**INPUT DATA:**
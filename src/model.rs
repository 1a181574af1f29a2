use std::fmt;

use crate::datetime::MementoDatetime;
use crate::error::{Constraint, Result, VersioningError};
use crate::rdf::Graph;

pub const VERSIONS_SEGMENT: &str = "fcr:versions";
pub const METADATA_SEGMENT: &str = "fcr:metadata";

/// LDP interaction model of an original resource.
#[derive(Debug, Clone, Copy, PartialEq, Eq, Hash)]
pub enum ResourceKind {
    RdfSource,
    NonRdfSource,
}

impl fmt::Display for ResourceKind {
    fn fmt(&self, f: &mut fmt::Formatter<'_>) -> fmt::Result {
        match self {
            ResourceKind::RdfSource => f.write_str("rdf-source"),
            ResourceKind::NonRdfSource => f.write_str("non-rdf-source"),
        }
    }
}

/// The content of an original or a memento.
#[derive(Debug, Clone, PartialEq, Eq)]
pub enum Body {
    /// User triples only; server-managed triples are never stored.
    Rdf(Graph),
    Binary { content: Vec<u8>, media_type: String },
}

impl Body {
    pub fn kind(&self) -> ResourceKind {
        match self {
            Body::Rdf(_) => ResourceKind::RdfSource,
            Body::Binary { .. } => ResourceKind::NonRdfSource,
        }
    }

    pub fn as_graph(&self) -> Option<&Graph> {
        match self {
            Body::Rdf(graph) => Some(graph),
            Body::Binary { .. } => None,
        }
    }
}

/// An original resource: an RDF source, a binary, or a binary's description.
#[derive(Debug, Clone, PartialEq)]
pub struct Resource {
    pub id: String,
    pub body: Body,
    pub created: MementoDatetime,
    pub last_modified: MementoDatetime,
}

impl Resource {
    pub fn kind(&self) -> ResourceKind {
        self.body.kind()
    }

    pub fn is_description(&self) -> bool {
        description_of(&self.id).is_some()
    }
}

/// A write-once snapshot of an original resource.
///
/// Fields are private and there are no setters: a memento only ever leaves
/// the store by deleting it or its TimeMap.
#[derive(Debug, Clone, PartialEq)]
pub struct Memento {
    original: String,
    token: u64,
    datetime: MementoDatetime,
    body: Body,
}

impl Memento {
    pub(crate) fn new(original: String, token: u64, datetime: MementoDatetime, body: Body) -> Self {
        Self { original, token, datetime, body }
    }

    /// Path of the memento relative to the repository root.
    pub fn id(&self) -> String {
        format!("{}/{}", timemap_id(&self.original), self.token)
    }

    pub fn token(&self) -> u64 {
        self.token
    }

    pub fn datetime(&self) -> MementoDatetime {
        self.datetime
    }

    pub fn kind(&self) -> ResourceKind {
        self.body.kind()
    }

    pub fn body(&self) -> &Body {
        &self.body
    }
}

/// Which of the three faces of a versioned resource a request addresses.
#[derive(Debug, Clone, Copy, PartialEq, Eq)]
pub enum Persona {
    Original,
    TimeMap,
    Memento(u64),
}

/// A parsed request path: the original it belongs to and the persona.
#[derive(Debug, Clone, PartialEq, Eq)]
pub struct Target {
    pub id: String,
    pub persona: Persona,
}

impl Target {
    /// Parses a URL path such as `/a/b/fcr:versions/3`.
    pub fn parse(path: &str) -> Result<Self> {
        let segments: Vec<&str> = path.split('/').filter(|s| !s.is_empty()).collect();

        let (original, persona) = match segments.as_slice() {
            [head @ .., v, token] if *v == VERSIONS_SEGMENT => {
                let token = token
                    .parse::<u64>()
                    .ok()
                    .filter(|_| token.bytes().all(|b| b.is_ascii_digit()))
                    .ok_or_else(|| VersioningError::NotFound(path.to_string()))?;
                (head, Persona::Memento(token))
            }
            [head @ .., v] if *v == VERSIONS_SEGMENT => (head, Persona::TimeMap),
            all => (all, Persona::Original),
        };

        for (i, segment) in original.iter().enumerate() {
            let metadata = *segment == METADATA_SEGMENT && i == original.len() - 1 && i > 0;
            if segment.starts_with("fcr:") && !metadata {
                return Err(VersioningError::ConstrainedBy {
                    constraint: Constraint::ReservedPath,
                    message: format!("Path segment {} is reserved", segment),
                });
            }
        }

        Ok(Target { id: original.join("/"), persona })
    }
}

pub fn timemap_id(original: &str) -> String {
    if original.is_empty() {
        VERSIONS_SEGMENT.to_string()
    } else {
        format!("{}/{}", original, VERSIONS_SEGMENT)
    }
}

pub fn description_id(binary: &str) -> String {
    format!("{}/{}", binary, METADATA_SEGMENT)
}

/// The binary described by `id`, when `id` names a description.
pub fn description_of(id: &str) -> Option<&str> {
    id.strip_suffix(METADATA_SEGMENT).and_then(|rest| rest.strip_suffix('/'))
}

pub fn parent_id(id: &str) -> &str {
    id.rsplit_once('/').map_or("", |(parent, _)| parent)
}

/// Absolute URI of a repository path. The root is `{base}/`.
pub fn uri(base: &str, id: &str) -> String {
    format!("{}/{}", base.trim_end_matches('/'), id)
}

#[cfg(test)]
mod tests {
    use super::*;

    #[test]
    fn parses_personas() {
        assert_eq!(Target::parse("/").unwrap(), Target { id: String::new(), persona: Persona::Original });
        assert_eq!(Target::parse("/a/b/").unwrap(), Target { id: "a/b".into(), persona: Persona::Original });
        assert_eq!(Target::parse("/a/fcr:versions").unwrap(), Target { id: "a".into(), persona: Persona::TimeMap });
        assert_eq!(
            Target::parse("/a/fcr:versions/42").unwrap(),
            Target { id: "a".into(), persona: Persona::Memento(42) }
        );
        assert_eq!(
            Target::parse("/a/fcr:metadata/fcr:versions").unwrap(),
            Target { id: "a/fcr:metadata".into(), persona: Persona::TimeMap }
        );
    }

    #[test]
    fn memento_tokens_are_digits() {
        assert!(matches!(Target::parse("/a/fcr:versions/abc"), Err(VersioningError::NotFound(_))));
        assert!(matches!(Target::parse("/a/fcr:versions/+1"), Err(VersioningError::NotFound(_))));
    }

    #[test]
    fn other_fcr_segments_are_reserved() {
        assert!(Target::parse("/a/fcr:tx").is_err());
        assert!(Target::parse("/fcr:metadata").is_err());
        assert!(Target::parse("/a/fcr:metadata/b").is_err());
    }

    #[test]
    fn path_helpers() {
        assert_eq!(timemap_id("a/b"), "a/b/fcr:versions");
        assert_eq!(description_of("a/fcr:metadata"), Some("a"));
        assert_eq!(description_of("a"), None);
        assert_eq!(parent_id("a/b"), "a");
        assert_eq!(parent_id("a"), "");
        assert_eq!(uri("http://localhost:8080/", ""), "http://localhost:8080/");
        assert_eq!(uri("http://localhost:8080", "a/b"), "http://localhost:8080/a/b");
    }
}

**DESCRIPTION OF THE TASK:**
All records shown above are to be repeated exactly.

**RESPONSE FOR THIS EXERCISE:**
filename src/model.rs
repository 1a181574af1f29a2
use std::fmt;

use crate::datetime::MementoDatetime;
use crate::error::{Constraint, Result, VersioningError};
use crate::rdf::Graph;

pub const VERSIONS_SEGMENT: &str = "fcr:versions";
pub const METADATA_SEGMENT: &str = "fcr:metadata";

/// LDP interaction model of an original resource.
#[derive(Debug, Clone, Copy, PartialEq, Eq, Hash)]
pub enum ResourceKind {
    RdfSource,
    NonRdfSource,
}

impl fmt::Display for ResourceKind {
    fn fmt(&self, f: &mut fmt::Formatter<'_>) -> fmt::Result {
        match self {
            ResourceKind::RdfSource => f.write_str("rdf-source"),
            ResourceKind::NonRdfSource => f.write_str("non-rdf-source"),
        }
    }
}

/// The content of an original or a memento.
#[derive(Debug, Clone, PartialEq, Eq)]
pub enum Body {
    /// User triples only; server-managed triples are never stored.
    Rdf(Graph),
    Binary { content: Vec<u8>, media_type: String },
}

impl Body {
    pub fn kind(&self) -> ResourceKind {
        match self {
            Body::Rdf(_) => ResourceKind::RdfSource,
            Body::Binary { .. } => ResourceKind::NonRdfSource,
        }
    }

    pub fn as_graph(&self) -> Option<&Graph> {
        match self {
            Body::Rdf(graph) => Some(graph),
            Body::Binary { .. } => None,
        }
    }
}

/// An original resource: an RDF source, a binary, or a binary's description.
#[derive(Debug, Clone, PartialEq)]
pub struct Resource {
    pub id: String,
    pub body: Body,
    pub created: MementoDatetime,
    pub last_modified: MementoDatetime,
}

impl Resource {
    pub fn kind(&self) -> ResourceKind {
        self.body.kind()
    }

    pub fn is_description(&self) -> bool {
        description_of(&self.id).is_some()
    }
}

/// A write-once snapshot of an original resource.
///
/// Fields are private and there are no setters: a memento only ever leaves
/// the store by deleting it or its TimeMap.
#[derive(Debug, Clone, PartialEq)]
pub struct Memento {
    original: String,
    token: u64,
    datetime: MementoDatetime,
    body: Body,
}

impl Memento {
    pub(crate) fn new(original: String, token: u64, datetime: MementoDatetime, body: Body) -> Self {
        Self { original, token, datetime, body }
    }

    /// Path of the memento relative to the repository root.
    pub fn id(&self) -> String {
        format!("{}/{}", timemap_id(&self.original), self.token)
    }

    pub fn token(&self) -> u64 {
        self.token
    }

    pub fn datetime(&self) -> MementoDatetime {
        self.datetime
    }

    pub fn kind(&self) -> ResourceKind {
        self.body.kind()
    }

    pub fn body(&self) -> &Body {
        &self.body
    }
}

/// Which of the three faces of a versioned resource a request addresses.
#[derive(Debug, Clone, Copy, PartialEq, Eq)]
pub enum Persona {
    Original,
    TimeMap,
    Memento(u64),
}

/// A parsed request path: the original it belongs to and the persona.
#[derive(Debug, Clone, PartialEq, Eq)]
pub struct Target {
    pub id: String,
    pub persona: Persona,
}

impl Target {
    /// Parses a URL path such as `/a/b/fcr:versions/3`.
    pub fn parse(path: &str) -> Result<Self> {
        let segments: Vec<&str> = path.split('/').filter(|s| !s.is_empty()).collect();

        let (original, persona) = match segments.as_slice() {
            [head @ .., v, token] if *v == VERSIONS_SEGMENT => {
                let token = token
                    .parse::<u64>()
                    .ok()
                    .filter(|_| token.bytes().all(|b| b.is_ascii_digit()))
                    .ok_or_else(|| VersioningError::NotFound(path.to_string()))?;
                (head, Persona::Memento(token))
            }
            [head @ .., v] if *v == VERSIONS_SEGMENT => (head, Persona::TimeMap),
            all => (all, Persona::Original),
        };

        for (i, segment) in original.iter().enumerate() {
            let metadata = *segment == METADATA_SEGMENT && i == original.len() - 1 && i > 0;
            if segment.starts_with("fcr:") && !metadata {
                return Err(VersioningError::ConstrainedBy {
                    constraint: Constraint::ReservedPath,
                    message: format!("Path segment {} is reserved", segment),
                });
            }
        }

        Ok(Target { id: original.join("/"), persona })
    }
}

pub fn timemap_id(original: &str) -> String {
    if original.is_empty() {
        VERSIONS_SEGMENT.to_string()
    } else {
        format!("{}/{}", original, VERSIONS_SEGMENT)
    }
}

pub fn description_id(binary: &str) -> String {
    format!("{}/{}", binary, METADATA_SEGMENT)
}

/// The binary described by `id`, when `id` names a description.
pub fn description_of(id: &str) -> Option<&str> {
    id.strip_suffix(METADATA_SEGMENT).and_then(|rest| rest.strip_suffix('/'))
}

pub fn parent_id(id: &str) -> &str {
    id.rsplit_once('/').map_or("", |(parent, _)| parent)
}

/// Absolute URI of a repository path. The root is `{base}/`.
pub fn uri(base: &str, id: &str) -> String {
    format!("{}/{}", base.trim_end_matches('/'), id)
}

#[cfg(test)]
mod tests {
    use super::*;

    #[test]
    fn parses_personas() {
        assert_eq!(Target::parse("/").unwrap(), Target { id: String::new(), persona: Persona::Original });
        assert_eq!(Target::parse("/a/b/").unwrap(), Target { id: "a/b".into(), persona: Persona::Original });
        assert_eq!(Target::parse("/a/fcr:versions").unwrap(), Target { id: "a".into(), persona: Persona::TimeMap });
        assert_eq!(
            Target::parse("/a/fcr:versions/42").unwrap(),
            Target { id: "a".into(), persona: Persona::Memento(42) }
        );
        assert_eq!(
            Target::parse("/a/fcr:metadata/fcr:versions").unwrap(),
            Target { id: "a/fcr:metadata".into(), persona: Persona::TimeMap }
        );
    }

    #[test]
    fn memento_tokens_are_digits() {
        assert!(matches!(Target::parse("/a/fcr:versions/abc"), Err(VersioningError::NotFound(_))));
        assert!(matches!(Target::parse("/a/fcr:versions/+1"), Err(VersioningError::NotFound(_))));
    }

    #[test]
    fn other_fcr_segments_are_reserved() {
        assert!(Target::parse("/a/fcr:tx").is_err());
        assert!(Target::parse("/fcr:metadata").is_err());
        assert!(Target::parse("/a/fcr:metadata/b").is_err());
    }

    #[test]
    fn path_helpers() {
        assert_eq!(timemap_id("a/b"), "a/b/fcr:versions");
        assert_eq!(description_of("a/fcr:metadata"), Some("a"));
        assert_eq!(description_of("a"), None);
        assert_eq!(parent_id("a/b"), "a");
        assert_eq!(parent_id("a"), "");
        assert_eq!(uri("http://localhost:8080/", ""), "http://localhost:8080/");
        assert_eq!(uri("http://localhost:8080", "a/b"), "http://localhost:8080/a/b");
    }
}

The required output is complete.